What to work on:
Line count for "iter": state how many lines of the data below include it, and output nothing more.

Supplied data Block Start

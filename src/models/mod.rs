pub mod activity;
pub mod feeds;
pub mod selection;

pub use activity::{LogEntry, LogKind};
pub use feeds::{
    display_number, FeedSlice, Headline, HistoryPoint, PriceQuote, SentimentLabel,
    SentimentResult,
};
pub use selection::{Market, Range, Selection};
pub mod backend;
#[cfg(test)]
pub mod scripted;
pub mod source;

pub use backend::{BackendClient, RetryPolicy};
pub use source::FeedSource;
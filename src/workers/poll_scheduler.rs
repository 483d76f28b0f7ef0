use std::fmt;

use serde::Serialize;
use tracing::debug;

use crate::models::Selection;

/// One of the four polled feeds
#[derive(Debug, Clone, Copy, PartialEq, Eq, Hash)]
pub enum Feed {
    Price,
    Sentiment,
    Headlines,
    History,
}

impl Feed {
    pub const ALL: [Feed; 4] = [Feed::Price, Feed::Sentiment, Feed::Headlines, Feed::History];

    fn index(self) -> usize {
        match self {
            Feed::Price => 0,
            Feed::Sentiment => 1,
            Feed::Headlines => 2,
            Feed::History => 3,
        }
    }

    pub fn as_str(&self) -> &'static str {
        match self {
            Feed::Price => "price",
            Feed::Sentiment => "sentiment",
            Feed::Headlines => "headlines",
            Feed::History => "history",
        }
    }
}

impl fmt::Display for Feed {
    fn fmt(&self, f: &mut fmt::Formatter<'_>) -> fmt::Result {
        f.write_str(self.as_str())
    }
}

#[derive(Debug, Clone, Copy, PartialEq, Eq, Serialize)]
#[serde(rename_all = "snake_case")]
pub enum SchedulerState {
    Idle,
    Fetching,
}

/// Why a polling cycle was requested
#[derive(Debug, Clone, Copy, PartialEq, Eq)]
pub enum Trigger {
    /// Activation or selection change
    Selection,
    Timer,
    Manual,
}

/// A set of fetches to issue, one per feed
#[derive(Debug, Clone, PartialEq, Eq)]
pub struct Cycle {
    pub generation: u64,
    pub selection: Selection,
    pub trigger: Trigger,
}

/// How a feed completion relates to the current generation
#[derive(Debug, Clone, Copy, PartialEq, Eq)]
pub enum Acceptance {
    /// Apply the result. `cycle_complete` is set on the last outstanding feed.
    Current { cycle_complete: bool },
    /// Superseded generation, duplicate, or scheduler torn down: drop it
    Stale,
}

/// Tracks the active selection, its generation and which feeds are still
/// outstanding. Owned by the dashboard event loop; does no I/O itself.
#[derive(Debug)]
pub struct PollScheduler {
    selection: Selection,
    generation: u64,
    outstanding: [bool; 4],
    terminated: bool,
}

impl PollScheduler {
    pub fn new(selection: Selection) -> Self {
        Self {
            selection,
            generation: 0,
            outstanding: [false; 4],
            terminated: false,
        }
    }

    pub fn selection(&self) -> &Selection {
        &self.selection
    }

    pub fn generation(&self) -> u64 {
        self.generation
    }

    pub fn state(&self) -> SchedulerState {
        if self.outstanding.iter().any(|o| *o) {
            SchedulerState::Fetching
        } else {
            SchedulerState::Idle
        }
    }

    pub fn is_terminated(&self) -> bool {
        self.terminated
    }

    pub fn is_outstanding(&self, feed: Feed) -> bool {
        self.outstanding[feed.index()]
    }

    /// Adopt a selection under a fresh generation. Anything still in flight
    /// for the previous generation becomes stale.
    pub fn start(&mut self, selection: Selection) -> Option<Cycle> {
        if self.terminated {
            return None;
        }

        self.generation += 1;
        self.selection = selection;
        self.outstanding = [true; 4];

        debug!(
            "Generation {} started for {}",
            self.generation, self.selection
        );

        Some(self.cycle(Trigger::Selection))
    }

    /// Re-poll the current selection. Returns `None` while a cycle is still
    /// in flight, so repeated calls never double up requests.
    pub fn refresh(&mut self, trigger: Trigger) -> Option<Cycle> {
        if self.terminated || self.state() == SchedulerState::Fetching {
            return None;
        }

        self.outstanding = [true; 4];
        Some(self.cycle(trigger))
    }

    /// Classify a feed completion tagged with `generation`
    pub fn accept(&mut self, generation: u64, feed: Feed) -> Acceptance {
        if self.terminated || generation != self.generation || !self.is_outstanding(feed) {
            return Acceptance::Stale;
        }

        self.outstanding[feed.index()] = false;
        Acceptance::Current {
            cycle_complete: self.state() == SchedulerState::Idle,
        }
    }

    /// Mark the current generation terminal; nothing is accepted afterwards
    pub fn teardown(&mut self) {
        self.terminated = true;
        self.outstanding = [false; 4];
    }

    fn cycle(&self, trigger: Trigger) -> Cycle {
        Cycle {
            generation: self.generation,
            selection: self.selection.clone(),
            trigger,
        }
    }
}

Supplied data Block End
Supplied data Block Start

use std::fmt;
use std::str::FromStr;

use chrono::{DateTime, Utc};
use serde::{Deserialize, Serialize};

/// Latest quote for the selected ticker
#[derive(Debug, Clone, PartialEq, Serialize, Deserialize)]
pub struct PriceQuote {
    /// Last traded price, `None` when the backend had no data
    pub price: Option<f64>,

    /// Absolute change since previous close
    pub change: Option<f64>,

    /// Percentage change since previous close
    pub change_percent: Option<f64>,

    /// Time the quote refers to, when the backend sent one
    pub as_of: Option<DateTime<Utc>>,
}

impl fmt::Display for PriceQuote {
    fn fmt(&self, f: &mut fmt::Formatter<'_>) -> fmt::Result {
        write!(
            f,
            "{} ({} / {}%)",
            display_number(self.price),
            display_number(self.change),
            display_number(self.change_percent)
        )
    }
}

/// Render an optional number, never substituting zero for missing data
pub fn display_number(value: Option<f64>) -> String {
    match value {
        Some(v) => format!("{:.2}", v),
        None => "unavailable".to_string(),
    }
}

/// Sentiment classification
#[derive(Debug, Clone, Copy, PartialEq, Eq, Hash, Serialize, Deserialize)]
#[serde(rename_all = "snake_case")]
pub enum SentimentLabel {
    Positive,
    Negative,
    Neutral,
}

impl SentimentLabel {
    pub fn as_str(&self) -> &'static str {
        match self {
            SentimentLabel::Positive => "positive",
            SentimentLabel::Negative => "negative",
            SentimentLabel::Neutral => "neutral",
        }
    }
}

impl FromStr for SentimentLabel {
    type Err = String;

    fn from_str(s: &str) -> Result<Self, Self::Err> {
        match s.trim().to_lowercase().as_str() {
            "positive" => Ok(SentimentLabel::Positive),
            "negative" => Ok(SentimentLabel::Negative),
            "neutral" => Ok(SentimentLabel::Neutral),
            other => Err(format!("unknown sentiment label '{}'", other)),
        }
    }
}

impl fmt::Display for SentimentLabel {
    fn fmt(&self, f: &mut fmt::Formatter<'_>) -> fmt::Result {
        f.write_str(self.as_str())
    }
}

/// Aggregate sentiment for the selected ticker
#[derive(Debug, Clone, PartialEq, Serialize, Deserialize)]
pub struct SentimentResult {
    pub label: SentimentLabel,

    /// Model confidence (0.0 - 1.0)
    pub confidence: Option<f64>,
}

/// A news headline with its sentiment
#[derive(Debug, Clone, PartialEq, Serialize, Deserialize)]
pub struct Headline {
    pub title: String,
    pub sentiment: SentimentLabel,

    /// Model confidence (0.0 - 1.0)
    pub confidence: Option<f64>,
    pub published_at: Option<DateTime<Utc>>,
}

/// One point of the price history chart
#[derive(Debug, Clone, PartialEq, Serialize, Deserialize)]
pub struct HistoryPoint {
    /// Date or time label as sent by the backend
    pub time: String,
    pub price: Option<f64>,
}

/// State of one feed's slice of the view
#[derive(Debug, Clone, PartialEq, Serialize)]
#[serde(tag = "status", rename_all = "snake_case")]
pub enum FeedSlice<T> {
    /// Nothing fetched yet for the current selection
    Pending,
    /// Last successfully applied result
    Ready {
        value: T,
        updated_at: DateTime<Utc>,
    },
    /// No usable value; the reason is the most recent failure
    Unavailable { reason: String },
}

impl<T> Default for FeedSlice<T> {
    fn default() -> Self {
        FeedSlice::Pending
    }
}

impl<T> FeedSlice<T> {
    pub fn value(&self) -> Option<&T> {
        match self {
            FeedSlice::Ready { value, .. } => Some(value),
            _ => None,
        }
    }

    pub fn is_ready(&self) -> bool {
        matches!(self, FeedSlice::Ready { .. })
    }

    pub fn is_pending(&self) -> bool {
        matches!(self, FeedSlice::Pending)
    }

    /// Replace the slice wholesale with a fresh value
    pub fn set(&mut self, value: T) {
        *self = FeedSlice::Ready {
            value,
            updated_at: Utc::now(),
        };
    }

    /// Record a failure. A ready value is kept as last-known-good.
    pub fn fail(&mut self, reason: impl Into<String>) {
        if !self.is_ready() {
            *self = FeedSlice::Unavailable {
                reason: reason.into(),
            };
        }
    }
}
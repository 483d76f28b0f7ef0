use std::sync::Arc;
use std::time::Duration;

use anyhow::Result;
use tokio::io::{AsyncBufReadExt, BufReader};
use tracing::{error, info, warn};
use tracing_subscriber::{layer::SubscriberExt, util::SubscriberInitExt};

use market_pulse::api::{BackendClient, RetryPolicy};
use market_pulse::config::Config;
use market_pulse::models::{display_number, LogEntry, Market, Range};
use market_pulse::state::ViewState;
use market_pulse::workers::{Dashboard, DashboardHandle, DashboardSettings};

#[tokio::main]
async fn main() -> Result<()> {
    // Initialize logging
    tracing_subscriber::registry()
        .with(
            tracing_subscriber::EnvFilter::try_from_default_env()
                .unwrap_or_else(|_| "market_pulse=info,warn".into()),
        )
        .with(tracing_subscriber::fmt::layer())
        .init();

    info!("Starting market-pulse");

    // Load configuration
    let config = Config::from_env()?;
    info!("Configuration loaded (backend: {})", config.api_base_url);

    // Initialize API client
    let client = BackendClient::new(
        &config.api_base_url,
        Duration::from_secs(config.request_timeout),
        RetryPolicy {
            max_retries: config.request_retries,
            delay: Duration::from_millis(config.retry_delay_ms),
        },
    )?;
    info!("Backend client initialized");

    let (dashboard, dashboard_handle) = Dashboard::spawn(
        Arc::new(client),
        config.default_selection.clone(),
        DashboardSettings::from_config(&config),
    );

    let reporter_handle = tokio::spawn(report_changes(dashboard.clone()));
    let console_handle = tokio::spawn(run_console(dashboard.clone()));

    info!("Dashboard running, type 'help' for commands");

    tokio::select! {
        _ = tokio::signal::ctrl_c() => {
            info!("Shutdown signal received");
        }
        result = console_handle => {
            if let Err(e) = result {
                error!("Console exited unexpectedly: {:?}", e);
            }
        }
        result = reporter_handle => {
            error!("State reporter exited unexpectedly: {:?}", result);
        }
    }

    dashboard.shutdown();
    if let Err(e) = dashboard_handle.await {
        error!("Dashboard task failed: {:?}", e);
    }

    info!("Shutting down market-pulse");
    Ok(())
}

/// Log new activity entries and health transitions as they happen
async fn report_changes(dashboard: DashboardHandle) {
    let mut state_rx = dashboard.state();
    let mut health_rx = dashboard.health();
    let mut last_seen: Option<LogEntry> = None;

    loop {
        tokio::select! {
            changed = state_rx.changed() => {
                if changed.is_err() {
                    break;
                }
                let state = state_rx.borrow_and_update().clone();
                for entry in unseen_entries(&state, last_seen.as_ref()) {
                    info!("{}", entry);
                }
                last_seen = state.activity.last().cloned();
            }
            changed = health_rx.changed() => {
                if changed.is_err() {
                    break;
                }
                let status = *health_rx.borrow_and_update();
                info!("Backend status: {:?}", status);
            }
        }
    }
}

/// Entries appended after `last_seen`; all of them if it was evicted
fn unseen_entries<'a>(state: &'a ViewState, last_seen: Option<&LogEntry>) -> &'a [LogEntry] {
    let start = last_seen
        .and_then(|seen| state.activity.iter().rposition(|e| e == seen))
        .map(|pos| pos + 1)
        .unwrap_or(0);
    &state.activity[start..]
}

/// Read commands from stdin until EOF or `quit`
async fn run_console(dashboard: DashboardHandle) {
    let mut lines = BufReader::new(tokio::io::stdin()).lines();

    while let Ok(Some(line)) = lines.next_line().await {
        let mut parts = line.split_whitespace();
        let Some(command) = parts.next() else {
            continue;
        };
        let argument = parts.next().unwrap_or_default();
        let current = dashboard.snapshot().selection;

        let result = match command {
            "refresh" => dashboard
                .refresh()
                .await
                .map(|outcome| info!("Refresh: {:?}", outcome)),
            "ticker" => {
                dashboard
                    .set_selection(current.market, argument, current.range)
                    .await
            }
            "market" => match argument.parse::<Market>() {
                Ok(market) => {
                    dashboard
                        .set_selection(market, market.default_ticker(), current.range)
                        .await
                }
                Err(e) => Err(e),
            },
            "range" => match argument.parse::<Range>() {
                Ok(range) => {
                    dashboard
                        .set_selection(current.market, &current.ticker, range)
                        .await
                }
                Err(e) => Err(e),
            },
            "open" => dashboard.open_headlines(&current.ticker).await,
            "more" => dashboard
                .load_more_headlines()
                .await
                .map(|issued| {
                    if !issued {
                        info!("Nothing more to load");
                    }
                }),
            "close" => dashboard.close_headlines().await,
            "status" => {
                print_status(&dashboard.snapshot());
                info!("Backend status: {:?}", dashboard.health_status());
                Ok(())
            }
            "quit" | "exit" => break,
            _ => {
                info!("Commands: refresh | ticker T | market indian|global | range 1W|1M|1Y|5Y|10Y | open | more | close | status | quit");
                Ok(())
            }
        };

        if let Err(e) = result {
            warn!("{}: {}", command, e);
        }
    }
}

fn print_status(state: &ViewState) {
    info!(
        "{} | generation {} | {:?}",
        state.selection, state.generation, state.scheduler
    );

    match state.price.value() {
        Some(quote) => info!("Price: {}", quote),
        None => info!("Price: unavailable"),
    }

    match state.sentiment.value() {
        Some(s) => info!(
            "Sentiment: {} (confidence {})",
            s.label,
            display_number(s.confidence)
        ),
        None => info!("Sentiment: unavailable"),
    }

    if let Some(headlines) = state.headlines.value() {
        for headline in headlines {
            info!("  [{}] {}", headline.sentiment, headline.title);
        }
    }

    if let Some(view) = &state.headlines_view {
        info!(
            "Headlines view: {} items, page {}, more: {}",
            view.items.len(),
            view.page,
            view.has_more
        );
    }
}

Supplied data Block End

Task response:
2